(Stored items)
▶
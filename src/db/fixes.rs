use super::models::*;
use super::{now_rfc3339, Database};
use anyhow::Result;
use rusqlite::{params, OptionalExtension, Row};

/// A fix application attempt about to be recorded
#[derive(Debug, Clone)]
pub struct NewFixRecord {
    pub diagnostic_id: i64,
    pub fix_id: Option<i64>,
    pub method: FixMethod,
    pub success: bool,
    pub dry_run: bool,
    pub before_snippet: String,
    pub after_snippet: String,
    pub failure_reason: Option<String>,
}

const FIX_COLUMNS: &str =
    "id, pattern_id, title, description, kind, content, anchor, priority, success_rate, created_at";

fn fix_from_row(row: &Row) -> rusqlite::Result<StoredFix> {
    let kind: String = row.get(4)?;
    Ok(StoredFix {
        id: row.get(0)?,
        pattern_id: row.get(1)?,
        title: row.get(2)?,
        description: row.get(3)?,
        kind: FixKind::from_db_str(&kind),
        content: row.get(5)?,
        anchor: row.get(6)?,
        priority: row.get(7)?,
        success_rate: row.get(8)?,
        created_at: row.get(9)?,
    })
}

impl Database {
    // =================================================================
    // Pattern operations
    // =================================================================

    /// Ensure a pattern row exists for (code, message skeleton)
    pub fn upsert_pattern(&self, code: &str, message_template: &str) -> Result<i64> {
        self.conn().execute(
            "INSERT INTO patterns (code, message_template, created_at)
             VALUES (?1, ?2, ?3)
             ON CONFLICT(code, message_template) DO NOTHING",
            params![code, message_template, now_rfc3339()],
        )?;
        let id = self.conn().query_row(
            "SELECT id FROM patterns WHERE code = ?1 AND message_template = ?2",
            params![code, message_template],
            |row| row.get(0),
        )?;
        Ok(id)
    }

    pub fn get_pattern(&self, id: i64) -> Result<Option<Pattern>> {
        let result = self
            .conn()
            .query_row(
                "SELECT id, code, message_template, created_at FROM patterns WHERE id = ?1",
                params![id],
                |row| {
                    Ok(Pattern {
                        id: row.get(0)?,
                        code: row.get(1)?,
                        message_template: row.get(2)?,
                        created_at: row.get(3)?,
                    })
                },
            )
            .optional()?;
        Ok(result)
    }

    pub fn count_patterns(&self) -> Result<i64> {
        Ok(self
            .conn()
            .query_row("SELECT COUNT(*) FROM patterns", [], |row| row.get(0))?)
    }

    // =================================================================
    // Fix operations
    // =================================================================

    /// Persist a fix (used directly and when promoting an ephemeral fix
    /// after its first successful application)
    #[allow(clippy::too_many_arguments)]
    pub fn insert_fix(
        &self,
        pattern_id: Option<i64>,
        title: &str,
        description: &str,
        kind: FixKind,
        content: &str,
        anchor: Option<&str>,
        priority: i64,
    ) -> Result<i64> {
        self.conn().execute(
            "INSERT INTO fixes (pattern_id, title, description, kind, content, anchor, priority,
                                success_rate, created_at)
             VALUES (?1, ?2, ?3, ?4, ?5, ?6, ?7, 0.0, ?8)",
            params![
                pattern_id,
                title,
                description,
                kind.as_str(),
                content,
                anchor,
                priority,
                now_rfc3339(),
            ],
        )?;
        Ok(self.conn().last_insert_rowid())
    }

    pub fn get_fix(&self, id: i64) -> Result<Option<StoredFix>> {
        let sql = format!("SELECT {FIX_COLUMNS} FROM fixes WHERE id = ?1");
        let result = self
            .conn()
            .query_row(&sql, params![id], fix_from_row)
            .optional()?;
        Ok(result)
    }

    /// Fixes linked to a pattern, best candidates first
    pub fn fixes_for_pattern(&self, pattern_id: i64) -> Result<Vec<StoredFix>> {
        let sql = format!(
            "SELECT {FIX_COLUMNS} FROM fixes WHERE pattern_id = ?1
             ORDER BY success_rate DESC, priority DESC, id ASC"
        );
        let mut stmt = self.conn().prepare(&sql)?;
        let rows = stmt.query_map(params![pattern_id], fix_from_row)?;
        Ok(rows.filter_map(|r| r.ok()).collect())
    }

    pub fn count_fixes(&self) -> Result<i64> {
        Ok(self
            .conn()
            .query_row("SELECT COUNT(*) FROM fixes", [], |row| row.get(0))?)
    }

    // =================================================================
    // History operations
    // =================================================================

    /// Append an immutable application record
    pub fn record_fix_attempt(&self, record: &NewFixRecord) -> Result<i64> {
        self.conn().execute(
            "INSERT INTO fix_history
             (diagnostic_id, fix_id, method, applied_at, success, dry_run,
              before_snippet, after_snippet, failure_reason)
             VALUES (?1, ?2, ?3, ?4, ?5, ?6, ?7, ?8, ?9)",
            params![
                record.diagnostic_id,
                record.fix_id,
                record.method.as_str(),
                now_rfc3339(),
                record.success as i64,
                record.dry_run as i64,
                record.before_snippet,
                record.after_snippet,
                record.failure_reason,
            ],
        )?;
        Ok(self.conn().last_insert_rowid())
    }

    /// Recompute a fix's rolling success rate from its real (non-dry-run)
    /// history
    pub fn recompute_success_rate(&self, fix_id: i64) -> Result<f64> {
        let rate: f64 = self.conn().query_row(
            "SELECT COALESCE(AVG(success), 0.0) FROM fix_history
             WHERE fix_id = ?1 AND dry_run = 0",
            params![fix_id],
            |row| row.get(0),
        )?;
        self.conn().execute(
            "UPDATE fixes SET success_rate = ?1 WHERE id = ?2",
            params![rate, fix_id],
        )?;
        Ok(rate)
    }

    /// Most recent history entries
    pub fn fix_history(&self, limit: i64) -> Result<Vec<FixRecord>> {
        let mut stmt = self.conn().prepare(
            "SELECT id, diagnostic_id, fix_id, method, applied_at, success, dry_run,
                    before_snippet, after_snippet, failure_reason
             FROM fix_history ORDER BY id DESC LIMIT ?1",
        )?;
        let rows = stmt.query_map(params![limit], record_from_row)?;
        Ok(rows.filter_map(|r| r.ok()).collect())
    }

    /// History for one diagnostic, oldest first
    pub fn history_for_diagnostic(&self, diagnostic_id: i64) -> Result<Vec<FixRecord>> {
        let mut stmt = self.conn().prepare(
            "SELECT id, diagnostic_id, fix_id, method, applied_at, success, dry_run,
                    before_snippet, after_snippet, failure_reason
             FROM fix_history WHERE diagnostic_id = ?1 ORDER BY id ASC",
        )?;
        let rows = stmt.query_map(params![diagnostic_id], record_from_row)?;
        Ok(rows.filter_map(|r| r.ok()).collect())
    }

    /// Success share of the last `window` real attempts
    pub fn recent_success_rate(&self, window: i64) -> Result<Option<f64>> {
        let (total, succeeded): (i64, i64) = self.conn().query_row(
            "SELECT COUNT(*), COALESCE(SUM(success), 0) FROM (
                 SELECT success FROM fix_history WHERE dry_run = 0
                 ORDER BY id DESC LIMIT ?1
             )",
            params![window],
            |row| Ok((row.get(0)?, row.get(1)?)),
        )?;
        if total == 0 {
            Ok(None)
        } else {
            Ok(Some(succeeded as f64 / total as f64))
        }
    }

    // =================================================================
    // Advice operations (advisory oracle)
    // =================================================================

    /// Store oracle advice for a diagnostic, replacing any previous advice
    pub fn put_advice(
        &self,
        diagnostic_id: i64,
        explanation: &str,
        suggested_fix: &str,
        confidence: f64,
    ) -> Result<i64> {
        self.conn().execute(
            "DELETE FROM advice WHERE diagnostic_id = ?1",
            params![diagnostic_id],
        )?;
        self.conn().execute(
            "INSERT INTO advice (diagnostic_id, explanation, suggested_fix, confidence, created_at)
             VALUES (?1, ?2, ?3, ?4, ?5)",
            params![
                diagnostic_id,
                explanation,
                suggested_fix,
                confidence,
                now_rfc3339()
            ],
        )?;
        Ok(self.conn().last_insert_rowid())
    }

    /// Latest advice for a diagnostic, if any
    pub fn advice_for(&self, diagnostic_id: i64) -> Result<Option<Advice>> {
        let result = self
            .conn()
            .query_row(
                "SELECT id, diagnostic_id, explanation, suggested_fix, confidence, created_at
                 FROM advice WHERE diagnostic_id = ?1 ORDER BY id DESC LIMIT 1",
                params![diagnostic_id],
                |row| {
                    Ok(Advice {
                        id: row.get(0)?,
                        diagnostic_id: row.get(1)?,
                        explanation: row.get(2)?,
                        suggested_fix: row.get(3)?,
                        confidence: row.get(4)?,
                        created_at: row.get(5)?,
                    })
                },
            )
            .optional()?;
        Ok(result)
    }
}

fn record_from_row(row: &Row) -> rusqlite::Result<FixRecord> {
    let method: String = row.get(3)?;
    let success: i64 = row.get(5)?;
    let dry_run: i64 = row.get(6)?;
    Ok(FixRecord {
        id: row.get(0)?,
        diagnostic_id: row.get(1)?,
        fix_id: row.get(2)?,
        method: FixMethod::from_db_str(&method),
        applied_at: row.get(4)?,
        success: success != 0,
        dry_run: dry_run != 0,
        before_snippet: row.get(7)?,
        after_snippet: row.get(8)?,
        failure_reason: row.get(9)?,
    })
}

#[cfg(test)]
mod tests {
    use super::*;
    use crate::db::diagnostics::NewDiagnostic;

    fn seed_diagnostic(db: &Database) -> i64 {
        let new = NewDiagnostic {
            file: "a.py".to_string(),
            line: 3,
            col: 1,
            code: "var-annotated".to_string(),
            message: "Need type annotation for \"items\"".to_string(),
            category: Category::MissingDeclaration,
            severity: Severity::Medium,
            hash: "h-seed".to_string(),
            context_line: Some("items = []".to_string()),
        };
        db.reconcile_diagnostic(&new).unwrap().id()
    }

    #[test]
    fn pattern_upsert_is_idempotent() {
        let db = Database::open_in_memory().unwrap();
        let a = db.upsert_pattern("var-annotated", "Need type annotation for _").unwrap();
        let b = db.upsert_pattern("var-annotated", "Need type annotation for _").unwrap();
        assert_eq!(a, b);
        assert_eq!(db.count_patterns().unwrap(), 1);
    }

    #[test]
    fn success_rate_averages_real_attempts_only() {
        let db = Database::open_in_memory().unwrap();
        let diag_id = seed_diagnostic(&db);
        let pattern_id = db.upsert_pattern("var-annotated", "Need type annotation for _").unwrap();
        let fix_id = db
            .insert_fix(
                Some(pattern_id),
                "Annotate list",
                "",
                FixKind::ReplaceLine,
                "items: list = []",
                Some("items = []"),
                5,
            )
            .unwrap();

        for (success, dry_run) in [(true, false), (false, false), (true, false), (true, true)] {
            db.record_fix_attempt(&NewFixRecord {
                diagnostic_id: diag_id,
                fix_id: Some(fix_id),
                method: FixMethod::Pattern,
                success,
                dry_run,
                before_snippet: String::new(),
                after_snippet: String::new(),
                failure_reason: None,
            })
            .unwrap();
        }

        let rate = db.recompute_success_rate(fix_id).unwrap();
        // Dry-run attempt excluded: 2 of 3 real attempts succeeded.
        assert!((rate - 2.0 / 3.0).abs() < 1e-9);

        let stored = db.get_fix(fix_id).unwrap().unwrap();
        assert!((stored.success_rate - rate).abs() < 1e-9);
    }

    #[test]
    fn pattern_fixes_ranked_by_rate_then_priority() {
        let db = Database::open_in_memory().unwrap();
        let diag_id = seed_diagnostic(&db);
        let pattern_id = db.upsert_pattern("arg-type", "Argument _ mismatch").unwrap();

        let low = db
            .insert_fix(Some(pattern_id), "cast", "", FixKind::ReplaceLine, "a", None, 9)
            .unwrap();
        let high = db
            .insert_fix(Some(pattern_id), "coerce", "", FixKind::ReplaceLine, "b", None, 1)
            .unwrap();

        db.record_fix_attempt(&NewFixRecord {
            diagnostic_id: diag_id,
            fix_id: Some(high),
            method: FixMethod::Pattern,
            success: true,
            dry_run: false,
            before_snippet: String::new(),
            after_snippet: String::new(),
            failure_reason: None,
        })
        .unwrap();
        db.recompute_success_rate(high).unwrap();

        let ranked = db.fixes_for_pattern(pattern_id).unwrap();
        assert_eq!(ranked[0].id, high);
        assert_eq!(ranked[1].id, low);
    }

    #[test]
    fn advice_replaces_previous_entry() {
        let db = Database::open_in_memory().unwrap();
        let diag_id = seed_diagnostic(&db);

        db.put_advice(diag_id, "first", "x = 1", 0.5).unwrap();
        db.put_advice(diag_id, "second", "x = 2", 0.9).unwrap();

        let advice = db.advice_for(diag_id).unwrap().unwrap();
        assert_eq!(advice.explanation, "second");
        assert!((advice.confidence - 0.9).abs() < 1e-9);
    }
}
use anyhow::Result;
use colored::*;
use serde_json::json;
use std::path::Path;
use std::time::Instant;

use crate::cli::Commands;
use crate::config::Config;
use crate::db::Database;
use crate::fixer::FixOptions;
use crate::oracle::{AdvisoryOracle, CommandOracle};

mod analyze;
mod fix;
mod history;
mod ignore;
mod init;
mod run;
mod scan;
mod status;

pub fn run(command: Commands, root: &Path, json_mode: bool) -> Result<()> {
    match command {
        Commands::Init => init::cmd_init(root, json_mode)?,
        Commands::Scan { report } => scan::cmd_scan(root, report.as_deref(), json_mode)?,
        Commands::Analyze { oracle, report } => {
            analyze::cmd_analyze(root, oracle, report.as_deref(), json_mode)?
        }
        Commands::Fix {
            dry_run,
            max_errors,
            no_backup,
            strict_backup,
            report,
        } => fix::cmd_fix(
            root,
            dry_run,
            max_errors,
            no_backup,
            strict_backup,
            report.as_deref(),
            json_mode,
        )?,
        Commands::Run {
            dry_run,
            max_errors,
            no_backup,
            strict_backup,
            oracle,
            report,
        } => run::cmd_run(
            root,
            dry_run,
            max_errors,
            no_backup,
            strict_backup,
            oracle,
            report.as_deref(),
            json_mode,
        )?,
        Commands::Status => status::cmd_status(root, json_mode)?,
        Commands::History { limit } => history::cmd_history(root, limit, json_mode)?,
        Commands::Ignore { id } => ignore::cmd_ignore(root, id, json_mode)?,
    }

    Ok(())
}

fn ensure_initialized(root: &Path) -> Result<Database> {
    if !Database::exists(root) {
        anyhow::bail!(
            "remedy is not initialized in this project.\nRun {} first.",
            "remedy init".cyan()
        );
    }
    Database::open(root)
}

/// Fold CLI flags over the configured fix defaults
fn fix_options(
    config: &Config,
    dry_run: bool,
    max_errors: Option<usize>,
    no_backup: bool,
    strict_backup: bool,
) -> FixOptions {
    FixOptions {
        dry_run,
        max_per_run: max_errors.unwrap_or(config.fix.max_per_run),
        failure_window: config.fix.failure_window,
        create_backup: !no_backup && config.fix.create_backup,
        strict_backup: strict_backup || config.fix.strict_backup,
    }
}

/// The configured oracle, when requested. A --oracle flag without a
/// configured command degrades to None with a warning.
fn oracle_from_config(
    config: &Config,
    requested: bool,
    json_mode: bool,
) -> Option<Box<dyn AdvisoryOracle>> {
    if !requested {
        return None;
    }
    match CommandOracle::from_config(&config.oracle) {
        Some(oracle) => Some(Box::new(oracle)),
        None => {
            if !json_mode {
                println!(
                    "  {} --oracle requested but no oracle command is configured",
                    "!".yellow()
                );
            }
            None
        }
    }
}
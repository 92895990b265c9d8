use super::models::*;
use super::{now_rfc3339, Database};
use anyhow::Result;
use rusqlite::params;

/// A cluster computed by the analyze phase, before persistence
#[derive(Debug, Clone)]
pub struct ClusterDraft {
    pub code: String,
    pub description: String,
    pub representative_id: i64,
    pub suggested_fix_id: Option<i64>,
    pub member_ids: Vec<i64>,
}

impl Database {
    // =================================================================
    // Dependency edge operations
    // =================================================================

    /// Replace the persisted graph with the edges from a fresh analyze run
    pub fn replace_edges(&self, edges: &[DependencyEdge]) -> Result<()> {
        self.conn().execute("DELETE FROM dependency_edges", [])?;
        let mut stmt = self.conn().prepare(
            "INSERT INTO dependency_edges (cause_id, effect_id, confidence)
             VALUES (?1, ?2, ?3)",
        )?;
        for edge in edges {
            stmt.execute(params![edge.cause_id, edge.effect_id, edge.confidence])?;
        }
        Ok(())
    }

    /// All persisted edges, deterministic order
    pub fn edges(&self) -> Result<Vec<DependencyEdge>> {
        let mut stmt = self.conn().prepare(
            "SELECT cause_id, effect_id, confidence FROM dependency_edges
             ORDER BY cause_id, effect_id",
        )?;
        let rows = stmt.query_map([], |row| {
            Ok(DependencyEdge {
                cause_id: row.get(0)?,
                effect_id: row.get(1)?,
                confidence: row.get(2)?,
            })
        })?;
        Ok(rows.filter_map(|r| r.ok()).collect())
    }

    pub fn count_edges(&self) -> Result<i64> {
        Ok(self
            .conn()
            .query_row("SELECT COUNT(*) FROM dependency_edges", [], |row| row.get(0))?)
    }

    // =================================================================
    // Cluster operations
    // =================================================================

    /// Replace all clusters with the result of a fresh analyze run and
    /// point member diagnostics at their new cluster
    pub fn replace_clusters(&self, drafts: &[ClusterDraft]) -> Result<Vec<i64>> {
        self.conn()
            .execute("UPDATE diagnostics SET cluster_id = NULL", [])?;
        self.conn().execute("DELETE FROM clusters", [])?;

        let now = now_rfc3339();
        let mut ids = Vec::with_capacity(drafts.len());
        for draft in drafts {
            self.conn().execute(
                "INSERT INTO clusters
                 (code, description, representative_id, suggested_fix_id, member_count, created_at)
                 VALUES (?1, ?2, ?3, ?4, ?5, ?6)",
                params![
                    draft.code,
                    draft.description,
                    draft.representative_id,
                    draft.suggested_fix_id,
                    draft.member_ids.len() as i64,
                    now,
                ],
            )?;
            let cluster_id = self.conn().last_insert_rowid();
            for member in &draft.member_ids {
                self.set_diagnostic_cluster(*member, cluster_id)?;
            }
            ids.push(cluster_id);
        }
        Ok(ids)
    }

    /// All persisted clusters, largest first
    pub fn clusters(&self) -> Result<Vec<Cluster>> {
        let mut stmt = self.conn().prepare(
            "SELECT id, code, description, representative_id, suggested_fix_id,
                    member_count, created_at
             FROM clusters ORDER BY member_count DESC, id ASC",
        )?;
        let rows = stmt.query_map([], |row| {
            Ok(Cluster {
                id: row.get(0)?,
                code: row.get(1)?,
                description: row.get(2)?,
                representative_id: row.get(3)?,
                suggested_fix_id: row.get(4)?,
                member_count: row.get(5)?,
                created_at: row.get(6)?,
            })
        })?;
        Ok(rows.filter_map(|r| r.ok()).collect())
    }

    pub fn count_clusters(&self) -> Result<i64> {
        Ok(self
            .conn()
            .query_row("SELECT COUNT(*) FROM clusters", [], |row| row.get(0))?)
    }
}
use super::*;

pub(super) fn cmd_history(root: &Path, limit: i64, json_mode: bool) -> Result<()> {
    let db = ensure_initialized(root)?;
    let history = db.fix_history(limit)?;

    if json_mode {
        let entries: Vec<_> = history
            .iter()
            .map(|record| {
                json!({
                    "diagnostic_id": record.diagnostic_id,
                    "fix_id": record.fix_id,
                    "method": record.method.as_str(),
                    "applied_at": record.applied_at,
                    "success": record.success,
                    "dry_run": record.dry_run,
                    "failure_reason": record.failure_reason,
                })
            })
            .collect();
        println!(
            "{}",
            json!({
                "command": "history",
                "count": entries.len(),
                "entries": entries,
            })
        );
    } else {
        if history.is_empty() {
            println!("\n  {} No fix attempts recorded yet.\n", "·".dimmed());
            return Ok(());
        }

        println!("\n  {} fix attempts\n", history.len().to_string().cyan().bold());
        for record in &history {
            let mark = if record.success { "OK".green() } else { "FAIL".red() };
            let mode = if record.dry_run { " [dry]".dimmed().to_string() } else { String::new() };
            let reason = record
                .failure_reason
                .as_deref()
                .map(|r| format!(" — {r}"))
                .unwrap_or_default();
            println!(
                "  {} [{}] #{} via {}{}{}",
                record.applied_at.get(..19).unwrap_or(&record.applied_at).dimmed(),
                mark,
                record.diagnostic_id,
                record.method.as_str(),
                mode,
                reason.dimmed(),
            );
        }
        println!();
    }

    Ok(())
}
◀
(Task statement) Only the lines containing the string "NewDiagnostic" are needed; pull them out of the records.

(Response to the exercise)
    use crate::db::diagnostics::NewDiagnostic;
        let new = NewDiagnostic {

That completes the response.